Hybrid Quantum Repeater Using Bright Coherent Light

We describe a quantum repeater protocol for long-distance quantum communication. In this scheme, entanglement is created between qubits at intermediate stations of the channel by using a weak dispersive light-matter interaction and distributing the outgoing bright coherent-light pulses among the stations. Noisy entangled pairs of electronic spin are then prepared with high success probability via homodyne detection and postselection. The local gates for entanglement purification and swapping are deterministic and measurement-free, based upon the same coherent-light resources and weak interactions as for the initial entanglement distribution. Finally, the entanglement is stored in a nuclear-spin-based quantum memory.
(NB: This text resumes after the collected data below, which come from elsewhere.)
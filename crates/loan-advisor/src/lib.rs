//! Loan case evaluation front end: form intake, payload shaping, the remote evaluation
//! call, and rendering of the returned risk flags, suggestions, and bank matches.

pub mod config;
pub mod error;
pub mod evaluation;
pub mod telemetry;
With our system, qubit-communication rates approaching 100 Hz over 1280 km with fidelities near 99% are possible for reasonable local gate errors.

Figure 1

Schematic for the generation of spin entanglement between two qubits at neighboring stations via homodyne detection discriminating between conditionally phase-rotated coherent probe beams; the LO pulse is a sufficiently strong local oscillator used for the homodyne detection.

Figure 2

(a) The maximum fidelity $F_{\max }$ and success probability $P_s$ as a function of the postselection window $p_c$ for ${\eta }^2=2/3$. (b) Achievable qubit rates for different target fidelities vs local optical losses $ϵ$. Each point corresponds to a single Monte Carlo simulation of the nested purification protocol over 9 complete qubit teleportations; each point is the average difference in time between teleported qubit arrival times, and the error bar is the standard deviation.